27 Ene Ángel
Ángel García se mira las manos putrefactas intentando entender lo que pasa, pero su cerebro no lo comprende, no lo asimila.
Lo cierto es que Ángel nunca ha sido un tipo demasiado despierto. Nació en una familia rica y sus padres se dieron cuenta rápidamente de que el niño no iba a destacar nunca por su inteligencia. Pero para eso está el dinero. Para pagar a buenos profesores particulares y para untar a los claustros que hiciera falta para que el niño fuera avanzando y consiguiendo todos los títulos que tenía que conseguir. Al fin y al cabo, nunca tendría que buscarse la vida ni que presentarse a una entrevista de trabajo. Siempre habría un hueco en una de las empresas familiares, en un consejo de administración, en una reunión de accionistas, o en un equipo de asesores. Se ganaría bien la vida y no tendría que preocuparse por nada más. Los títulos eran solo una garantía para la familia, una manera de enseñarle al mundo que el niño hacía lo que debía hacer y que era tan brillante como el resto de su estirpe.
Y aunque no fuese precisamente rápido, Ángel se dio cuenta en algún momento de la adolescencia que no importaba mucho lo que hiciera, que daba igual el esfuerzo y las ganas que ponía, que las notas siempre eran buenas aunque él siguiera sin enterarse de nada. El cálculo de porcentajes, la estadística y el balance de cuentas le sonaban igual que una oración en arameo y cualquier observador avispado habría notado que los ojos se le apagaban y conectaba con algo en su interior que lo abstraía de lo que comentaba su profesor. Vamos, que no hacía ni caso y pensaba en sus cosas.
Sus cosas habían pasado de ser los videojuegos más recientes y algún reto viral al que intentaba sumarse con suerte irregular, a las discotecas, los coches, las chicas y las drogas.
Y es que, cuando tu vida parece flotar sobre un camino predefinido sobre el que no tienes ningún control, te concentras en lo poco que sí puedes decidir.

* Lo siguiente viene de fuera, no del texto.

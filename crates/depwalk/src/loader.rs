//! Source loading
//!
//! The compiler never touches the disk directly: it goes through a
//! [`FileSystem`] so the same worklist can run against the real file system,
//! an in-memory tree, or whatever storage an embedding tool provides.

use std::{
    fmt,
    path::{Path, PathBuf},
};

use anyhow::{Context, Result, anyhow};
use indexmap::IndexMap;
use log::trace;

/// Storage backend consulted for sources the caller did not supply
pub trait FileSystem {
    /// Whether `path` names a readable file
    fn exists(&self, path: &Path) -> bool;

    /// Read the full text content of `path`
    fn read_to_string(&self, path: &Path) -> Result<String>;
}

/// The process's real file system
#[derive(Debug, Default, Clone, Copy)]
pub struct OsFileSystem;

impl FileSystem for OsFileSystem {
    fn exists(&self, path: &Path) -> bool {
        path.is_file()
    }

    fn read_to_string(&self, path: &Path) -> Result<String> {
        std::fs::read_to_string(path).with_context(|| format!("Failed to read {}", path.display()))
    }
}

/// In-memory file tree keyed by path, in insertion order
#[derive(Debug, Default, Clone)]
pub struct MemoryFileSystem {
    files: IndexMap<PathBuf, String>,
}

impl MemoryFileSystem {
    pub fn new() -> Self {
        Self::default()
    }

    /// Add or replace a file, returning the previous content if any
    pub fn insert(&mut self, path: impl Into<PathBuf>, content: impl Into<String>) -> Option<String> {
        self.files.insert(path.into(), content.into())
    }

    pub fn remove(&mut self, path: &Path) -> Option<String> {
        self.files.shift_remove(path)
    }

    pub fn len(&self) -> usize {
        self.files.len()
    }

    pub fn is_empty(&self) -> bool {
        self.files.is_empty()
    }
}

impl FromIterator<(PathBuf, String)> for MemoryFileSystem {
    fn from_iter<I: IntoIterator<Item = (PathBuf, String)>>(iter: I) -> Self {
        Self {
            files: iter.into_iter().collect(),
        }
    }
}

impl FileSystem for MemoryFileSystem {
    fn exists(&self, path: &Path) -> bool {
        self.files.contains_key(path)
    }

    fn read_to_string(&self, path: &Path) -> Result<String> {
        self.files
            .get(path)
            .cloned()
            .ok_or_else(|| anyhow!("No such file: {}", path.display()))
    }
}

/// Outcome of loading one source
#[derive(Debug, Clone, PartialEq, Eq)]
pub enum Loaded {
    Found(String),
    NotFound,
}

/// Resolves the text of a unit, preferring content the caller already attached
pub struct SourceLoader<'a> {
    fs: &'a dyn FileSystem,
}

impl fmt::Debug for SourceLoader<'_> {
    fn fmt(&self, f: &mut fmt::Formatter<'_>) -> fmt::Result {
        f.debug_struct("SourceLoader").finish_non_exhaustive()
    }
}

impl<'a> SourceLoader<'a> {
    pub fn new(fs: &'a dyn FileSystem) -> Self {
        Self { fs }
    }

    /// Load the source for `path`.
    ///
    /// Supplied content wins without any storage access. A file that does not
    /// exist is reported as [`Loaded::NotFound`]; a file that exists but cannot
    /// be read is an error.
    pub fn load(&self, path: &Path, supplied: Option<String>) -> Result<Loaded> {
        if let Some(content) = supplied {
            trace!("Using supplied content for {}", path.display());
            return Ok(Loaded::Found(content));
        }

        if !self.fs.exists(path) {
            return Ok(Loaded::NotFound);
        }

        trace!("Reading {}", path.display());
        self.fs.read_to_string(path).map(Loaded::Found)
    }
}

#[cfg(test)]
mod tests {
    use std::cell::Cell;

    use tempfile::TempDir;

    use super::*;

    /// Counts reads so tests can assert storage was left alone
    struct CountingFs {
        inner: MemoryFileSystem,
        reads: Cell<usize>,
    }

    impl FileSystem for CountingFs {
        fn exists(&self, path: &Path) -> bool {
            self.inner.exists(path)
        }

        fn read_to_string(&self, path: &Path) -> Result<String> {
            self.reads.set(self.reads.get() + 1);
            self.inner.read_to_string(path)
        }
    }

    #[test]
    fn test_supplied_content_skips_storage() -> Result<()> {
        let mut inner = MemoryFileSystem::new();
        inner.insert("/a.js", "on disk");
        let fs = CountingFs {
            inner,
            reads: Cell::new(0),
        };

        let loaded = SourceLoader::new(&fs).load(Path::new("/a.js"), Some("in memory".to_owned()))?;
        assert_eq!(loaded, Loaded::Found("in memory".to_owned()));
        assert_eq!(fs.reads.get(), 0);
        Ok(())
    }

    #[test]
    fn test_missing_file_is_not_an_error() -> Result<()> {
        let fs = MemoryFileSystem::new();
        let loaded = SourceLoader::new(&fs).load(Path::new("/missing.js"), None)?;
        assert_eq!(loaded, Loaded::NotFound);
        Ok(())
    }

    #[test]
    fn test_reads_from_disk() -> Result<()> {
        let temp_dir = TempDir::new()?;
        let path = temp_dir.path().join("main.js");
        std::fs::write(&path, "export default 1;")?;

        let loader = SourceLoader::new(&OsFileSystem);
        assert_eq!(
            loader.load(&path, None)?,
            Loaded::Found("export default 1;".to_owned())
        );
        assert_eq!(
            loader.load(&temp_dir.path().join("other.js"), None)?,
            Loaded::NotFound
        );
        Ok(())
    }

    #[test]
    fn test_directory_is_not_a_file() -> Result<()> {
        let temp_dir = TempDir::new()?;
        let loader = SourceLoader::new(&OsFileSystem);
        assert_eq!(loader.load(temp_dir.path(), None)?, Loaded::NotFound);
        Ok(())
    }

    #[test]
    fn test_memory_fs_replace_and_remove() {
        let mut fs = MemoryFileSystem::new();
        assert!(fs.is_empty());
        assert_eq!(fs.insert("/a.js", "one"), None);
        assert_eq!(fs.insert("/a.js", "two"), Some("one".to_owned()));
        assert_eq!(fs.len(), 1);
        assert_eq!(fs.remove(Path::new("/a.js")), Some("two".to_owned()));
        assert!(!fs.exists(Path::new("/a.js")));
    }
}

Ángel, a quien se le escapaba totalmente la ironía del nombre que le habían puesto, se gastaba su generosa asignación semanal en cocaína. Principalmente. Siempre había alguna copa que pagar para los amigos o para alguna chica guapa, claro, pero el resto era para la coca, para el colocón que le permitía creerse un dios durante un rato, olvidarse de que estaba totalmente encerrado en la proverbial jaula de oro de la que no tenía inteligencia suficiente para escapar.
La cocaína había hecho estragos en su cerebro y sus conexiones neuronales, dejándolo aun más impedido de lo que había estado toda su vida. Y quizá por eso ahora le cuesta entender qué les pasa a sus manos, que han adquirido un tono cetrino y parecen a punto de caerse a pedazos.
Ángel no entiende que está pasando de ser el más tonto de los humanos al más listo de los zombis y que se lo debe todo a su imbecilidad y a la farlopa que ha hecho imposible que la infección se expanda por todo el cerebro. En algún sitio, unas neuronas muertas bloquean el acceso de la zombificación a toda la red neural, permitiéndole conservar cierta estupidez humana que quizá pueda servirle de algo.